Towards the discovery of high critical magnetic field superconductors

Abstract

Superconducting materials are of significant technological relevance for a broad range of applications, and intense research efforts aim at enhancing the critical temperature Tc. Intriguingly, while numerous studies have explored different computational and machine-learning routes to predict Tc, the fundamental role of the critical magnetic field has so far been overlooked. Here we open a new frontier in superconductor discovery by presenting a consistent computational database of critical fields Hc, Hc1, and Hc2 for over 7300 electron-phonon-paired superconductors covering distinct materials classes. A theoretical framework is developed that combines α2F(ω) spectral functions and highly accurate Fermi surfaces from density functional theory with clean-limit Eliashberg theory to obtain the coherence lengths, London penetration depths, and Ginzburg-Landau parameters.

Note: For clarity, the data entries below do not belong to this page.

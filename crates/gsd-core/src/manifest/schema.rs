use crate::platform::{Platform, Scope};
use chrono::{DateTime, SecondsFormat, Utc};
use serde::{Deserialize, Serialize};

// ---------------------------------------------------------------------------
// Field table
// ---------------------------------------------------------------------------

#[derive(Debug, Clone, Copy, PartialEq, Eq)]
pub enum FieldDefault {
    /// The caller must supply a value.
    None,
    /// Current UTC time in RFC 3339.
    Now,
    EmptyList,
}

#[derive(Debug, Clone, Copy)]
pub struct FieldDefinition {
    pub name: &'static str,
    pub required: bool,
    pub default: FieldDefault,
    pub description: &'static str,
}

pub const FIELD_DEFINITIONS: &[FieldDefinition] = &[
    FieldDefinition {
        name: "gsd_version",
        required: true,
        default: FieldDefault::None,
        description: "Package version that wrote this manifest (e.g. \"2.0.0\")",
    },
    FieldDefinition {
        name: "platform",
        required: true,
        default: FieldDefault::None,
        description: "Platform name (claude/copilot/codex)",
    },
    FieldDefinition {
        name: "scope",
        required: true,
        default: FieldDefault::None,
        description: "Installation scope (global/local)",
    },
    FieldDefinition {
        name: "installed_at",
        required: true,
        default: FieldDefault::Now,
        description: "RFC 3339 timestamp of installation",
    },
    FieldDefinition {
        name: "files",
        required: false,
        default: FieldDefault::EmptyList,
        description: "Installed file paths relative to the install directory",
    },
];

pub const REQUIRED_FIELDS: &[&str] = &["gsd_version", "platform", "scope", "installed_at"];

// ---------------------------------------------------------------------------
// Draft (untrusted, possibly partial)
// ---------------------------------------------------------------------------

/// A manifest as supplied by a caller or read from disk, before validation.
#[derive(Debug, Clone, Default, PartialEq, Serialize, Deserialize)]
pub struct ManifestDraft {
    #[serde(rename = "gsd_version", default, skip_serializing_if = "Option::is_none")]
    pub version: Option<String>,
    #[serde(default, skip_serializing_if = "Option::is_none")]
    pub platform: Option<String>,
    #[serde(default, skip_serializing_if = "Option::is_none")]
    pub scope: Option<String>,
    #[serde(default, skip_serializing_if = "Option::is_none")]
    pub installed_at: Option<String>,
    #[serde(default, skip_serializing_if = "Option::is_none")]
    pub files: Option<Vec<String>>,
}

impl ManifestDraft {
    fn field(&self, name: &str) -> Option<&str> {
        match name {
            "gsd_version" => self.version.as_deref(),
            "platform" => self.platform.as_deref(),
            "scope" => self.scope.as_deref(),
            "installed_at" => self.installed_at.as_deref(),
            _ => None,
        }
    }
}

/// Fill omitted fields from the default table. Fields without a default stay empty.
pub fn create_manifest(mut draft: ManifestDraft, now: DateTime<Utc>) -> ManifestDraft {
    for def in FIELD_DEFINITIONS {
        match (def.name, def.default) {
            ("installed_at", FieldDefault::Now) if draft.installed_at.is_none() => {
                draft.installed_at = Some(now.to_rfc3339_opts(SecondsFormat::Millis, true));
            }
            ("files", FieldDefault::EmptyList) if draft.files.is_none() => {
                draft.files = Some(Vec::new());
            }
            _ => {}
        }
    }
    draft
}

#[derive(Debug, Clone, PartialEq, Eq, Serialize)]
pub struct ManifestValidation {
    pub valid: bool,
    pub missing: Vec<&'static str>,
    pub fields: Vec<&'static str>,
}

/// A required field is missing when it is absent or an empty string.
pub fn validate_manifest(draft: &ManifestDraft) -> ManifestValidation {
    let missing: Vec<&'static str> = REQUIRED_FIELDS
        .iter()
        .copied()
        .filter(|name| draft.field(name).map_or(true, str::is_empty))
        .collect();
    ManifestValidation {
        valid: missing.is_empty(),
        missing,
        fields: REQUIRED_FIELDS.to_vec(),
    }
}

// ---------------------------------------------------------------------------
// InstallationManifest
// ---------------------------------------------------------------------------

pub const REPAIR_REASON: &str = "corrupt_or_incomplete";

/// Per-installation record written to `.gsd-install-manifest.json`.
///
/// Field order is the on-disk key order.
#[derive(Debug, Clone, PartialEq, Serialize, Deserialize)]
pub struct InstallationManifest {
    #[serde(rename = "gsd_version")]
    pub version: String,
    pub platform: Platform,
    pub scope: Scope,
    pub installed_at: DateTime<Utc>,
    #[serde(default)]
    pub files: Vec<String>,
    #[serde(rename = "_repaired", default, skip_serializing_if = "std::ops::Not::not")]
    pub repaired: bool,
    #[serde(rename = "_repair_date", default, skip_serializing_if = "Option::is_none")]
    pub repair_date: Option<DateTime<Utc>>,
    #[serde(rename = "_repair_reason", default, skip_serializing_if = "Option::is_none")]
    pub repair_reason: Option<String>,
}

impl InstallationManifest {
    pub fn new(
        version: impl Into<String>,
        platform: Platform,
        scope: Scope,
        installed_at: DateTime<Utc>,
        files: Vec<String>,
    ) -> Self {
        let mut manifest = Self {
            version: version.into(),
            platform,
            scope,
            installed_at,
            files,
            repaired: false,
            repair_date: None,
            repair_reason: None,
        };
        manifest.normalize_files();
        manifest
    }

    pub fn normalize_files(&mut self) {
        self.files.sort();
        self.files.dedup();
    }

    pub fn mark_repaired(&mut self, at: DateTime<Utc>) {
        self.repaired = true;
        self.repair_date = Some(at);
        self.repair_reason = Some(REPAIR_REASON.to_string());
    }
}
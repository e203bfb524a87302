//! Side-effect seams: wall clock, free-space probe and the confirmation prompt.
//!
//! Every subsystem that needs one of these takes an [`Effects`] so tests can pin
//! the clock, fake a nearly-full disk, or answer prompts without a terminal.

use chrono::{DateTime, Local, Utc};
use std::io;
use std::path::{Path, PathBuf};

// ---------------------------------------------------------------------------
// Clock
// ---------------------------------------------------------------------------

pub trait Clock: Send + Sync {
    fn now_local(&self) -> DateTime<Local>;

    fn now_utc(&self) -> DateTime<Utc> {
        self.now_local().with_timezone(&Utc)
    }
}

pub struct SystemClock;

impl Clock for SystemClock {
    fn now_local(&self) -> DateTime<Local> {
        Local::now()
    }
}

/// A clock frozen at one instant.
pub struct FixedClock(pub DateTime<Local>);

impl Clock for FixedClock {
    fn now_local(&self) -> DateTime<Local> {
        self.0
    }
}

// ---------------------------------------------------------------------------
// Disk space
// ---------------------------------------------------------------------------

pub trait DiskSpaceProbe: Send + Sync {
    /// Bytes available to the current user on the filesystem holding `path`.
    fn available_bytes(&self, path: &Path) -> io::Result<u64>;
}

pub struct SystemDiskSpace;

impl DiskSpaceProbe for SystemDiskSpace {
    fn available_bytes(&self, path: &Path) -> io::Result<u64> {
        let probe = nearest_existing_ancestor(path)
            .ok_or_else(|| io::Error::new(io::ErrorKind::NotFound, "no existing ancestor"))?;
        let probe = probe.canonicalize()?;

        let disks = sysinfo::Disks::new_with_refreshed_list();
        disks
            .list()
            .iter()
            .filter(|d| probe.starts_with(d.mount_point()))
            .max_by_key(|d| d.mount_point().as_os_str().len())
            .map(|d| d.available_space())
            .ok_or_else(|| {
                io::Error::new(
                    io::ErrorKind::NotFound,
                    format!("no mounted filesystem contains {}", probe.display()),
                )
            })
    }
}

/// Reports the same free-space figure for every path.
pub struct FixedDiskSpace(pub u64);

impl DiskSpaceProbe for FixedDiskSpace {
    fn available_bytes(&self, _path: &Path) -> io::Result<u64> {
        Ok(self.0)
    }
}

/// `path` itself if it exists, otherwise its closest existing parent.
pub fn nearest_existing_ancestor(path: &Path) -> Option<PathBuf> {
    path.ancestors().find(|p| p.exists()).map(Path::to_path_buf)
}

// ---------------------------------------------------------------------------
// Prompts
// ---------------------------------------------------------------------------

pub trait Prompter: Send + Sync {
    /// Ask a yes/no question. A cancelled prompt counts as "no".
    fn confirm(&self, message: &str, default: bool) -> io::Result<bool>;
}

pub struct TerminalPrompter;

impl Prompter for TerminalPrompter {
    fn confirm(&self, message: &str, default: bool) -> io::Result<bool> {
        let answer = dialoguer::Confirm::new()
            .with_prompt(message)
            .default(default)
            .interact_opt()
            .map_err(|e| io::Error::new(io::ErrorKind::Other, e))?;
        Ok(answer.unwrap_or(false))
    }
}

/// Answers every prompt the same way.
pub struct AutoConfirm(pub bool);

impl Prompter for AutoConfirm {
    fn confirm(&self, _message: &str, _default: bool) -> io::Result<bool> {
        Ok(self.0)
    }
}

// ---------------------------------------------------------------------------
// Effects bundle
// ---------------------------------------------------------------------------

pub struct Effects {
    pub clock: Box<dyn Clock>,
    pub disk: Box<dyn DiskSpaceProbe>,
    pub prompter: Box<dyn Prompter>,
}

impl Effects {
    pub fn system() -> Self {
        Self {
            clock: Box::new(SystemClock),
            disk: Box::new(SystemDiskSpace),
            prompter: Box::new(TerminalPrompter),
        }
    }

    pub fn with_clock(mut self, clock: impl Clock + 'static) -> Self {
        self.clock = Box::new(clock);
        self
    }

    pub fn with_disk(mut self, disk: impl DiskSpaceProbe + 'static) -> Self {
        self.disk = Box::new(disk);
        self
    }

    pub fn with_prompter(mut self, prompter: impl Prompter + 'static) -> Self {
        self.prompter = Box::new(prompter);
        self
    }
}

impl Default for Effects {
    fn default() -> Self {
        Self::system()
    }
}

#[cfg(test)]
mod tests {
    use super::*;
    use chrono::TimeZone;
    use tempfile::TempDir;

    #[test]
    fn nearest_ancestor_walks_up_to_existing_dir() {
        let dir = TempDir::new().unwrap();
        let missing = dir.path().join("a/b/c");
        assert_eq!(nearest_existing_ancestor(&missing).unwrap(), dir.path());
        assert_eq!(nearest_existing_ancestor(dir.path()).unwrap(), dir.path());
    }

    #[test]
    fn fixed_clock_is_stable() {
        let at = Local.with_ymd_and_hms(2026, 3, 4, 5, 6, 7).unwrap();
        let clock = FixedClock(at);
        assert_eq!(clock.now_local(), at);
        assert_eq!(clock.now_utc(), at.with_timezone(&Utc));
    }

    #[test]
    fn fixed_disk_space_ignores_path() {
        let probe = FixedDiskSpace(42);
        assert_eq!(probe.available_bytes(Path::new("/nowhere")).unwrap(), 42);
    }

    #[test]
    fn auto_confirm_answers_without_terminal() {
        assert!(AutoConfirm(true).confirm("go?", false).unwrap());
        assert!(!AutoConfirm(false).confirm("go?", true).unwrap());
    }
}
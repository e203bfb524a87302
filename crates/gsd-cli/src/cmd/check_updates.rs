use crate::output::{print_json, print_table};
use crate::root::resolve_base;
use gsd_core::effects::SystemClock;
use gsd_core::platform::{Platform, Scope};
use gsd_core::settings::Settings;
use gsd_core::status::{
    check_installation, check_installations, custom_manifest_path, InstallStatusReport,
    InstallationStatus,
};
use std::path::Path;

const CURRENT_VERSION: &str = env!("CARGO_PKG_VERSION");

pub fn run(
    target: Option<&Path>,
    settings: &Settings,
    scope: Option<Scope>,
    custom_path: Option<&Path>,
    json: bool,
) -> anyhow::Result<()> {
    let options = settings.repair_options();
    let clock = SystemClock;

    let reports = match custom_path {
        Some(path) => {
            let manifest_path = custom_manifest_path(path);
            vec![InstallStatusReport {
                platform: Platform::from_path(&manifest_path),
                scope: None,
                status: check_installation(&manifest_path, CURRENT_VERSION, &options, &clock),
                manifest_path,
            }]
        }
        None => {
            let scopes = match scope {
                Some(s) => vec![s],
                None => vec![Scope::Global, Scope::Local],
            };
            let mut reports = Vec::new();
            for scope in scopes {
                let base = resolve_base(target, scope)?;
                reports.extend(check_installations(
                    scope,
                    &base,
                    CURRENT_VERSION,
                    &options,
                    &clock,
                ));
            }
            reports
        }
    };

    if json {
        return print_json(&serde_json::json!({
            "current_version": CURRENT_VERSION,
            "installations": reports,
        }));
    }

    let rows: Vec<Vec<String>> = reports
        .iter()
        .filter(|r| custom_path.is_some() || r.status != InstallationStatus::NotInstalled)
        .map(|r| {
            vec![
                r.label(),
                r.scope.map(|s| s.to_string()).unwrap_or_else(|| "-".into()),
                status_text(&r.status),
            ]
        })
        .collect();

    if rows.is_empty() {
        println!("No installations found.");
        return Ok(());
    }
    print_table(&["INSTALLATION", "SCOPE", "STATUS"], &rows);
    Ok(())
}

fn status_text(status: &InstallationStatus) -> String {
    match status {
        InstallationStatus::NotInstalled => "not installed".into(),
        InstallationStatus::Installed {
            status, repaired, ..
        } => {
            let text = status.describe();
            if *repaired {
                format!("{text} (manifest repaired)")
            } else {
                text
            }
        }
        InstallationStatus::Unreadable { reason } => reason.clone(),
    }
}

We discover an unexpectedly large number of Type-I superconductors and show that larger unit cells generically support higher critical fields and Type-II behavior. We identify the importance of going beyond BCS theory by including strong-coupling corrections to the superconducting gap and electron-phonon renormalizations of the effective mass for predictions of critical fields across materials. These results provide a framework for foundational AI models that realize the concept of inverse materials design for high-Tc and high-critical-field superconductors.